TASK PROMPT:
Copy exactly, please, the lines of the data from its start through the line containing "loaded from YAML".

DATA:
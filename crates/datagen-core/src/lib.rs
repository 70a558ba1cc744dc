//! Core types for datagen.
//!
//! - [`FieldKind`] / [`ValueKind`] - closed sets of field and comparison kinds
//! - [`FieldValue`] - a generated or computed value
//! - [`Row`] - one record, values in declared field order
//! - [`ModelDefinition`] - model loaded from YAML
//! - [`FieldTypes`] - "kind of field by name", consumed by the rule binder
//!
//! # Architecture
//!
//! ```text
//! datagen-core (this crate)
//!    │
//!    ├─── datagen-rules      (parses and binds rule text against FieldTypes)
//!    ├─── datagen-generator  (fills rows, runs the batch scheduler)
//!    └─── datagen-sink       (writes rows as CSV / JSONL)
//! ```
//!
//! # Example
//!
//! ```rust
//! use datagen_core::{FieldValue, Row};
//!
//! let row = Row::builder(0).field("name", "Ann").field("age", 31).build();
//! assert_eq!(row.get_string("age").as_deref(), Some("31"));
//! assert_eq!(row.get("name"), Some(&FieldValue::from("Ann")));
//! ```

pub mod schema;
pub mod types;
pub mod values;

// Re-exports for convenience
pub use schema::{FieldDefinition, ModelDefinition, NumericBound, RuleLines, SchemaError};
pub use types::{FieldKind, FieldTypes, ValueKind};
pub use values::{City, CsvRecord, FieldValue, PersonName, Row, RowBuilder, DATE_TIME_FORMAT};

WRITTEN RESPONSE:
filename crates/datagen-core/src/lib.rs
repository 70a558ba1cc744dc
//! Core types for datagen.
//!
//! - [`FieldKind`] / [`ValueKind`] - closed sets of field and comparison kinds
//! - [`FieldValue`] - a generated or computed value
//! - [`Row`] - one record, values in declared field order
//! - [`ModelDefinition`] - model loaded from YAML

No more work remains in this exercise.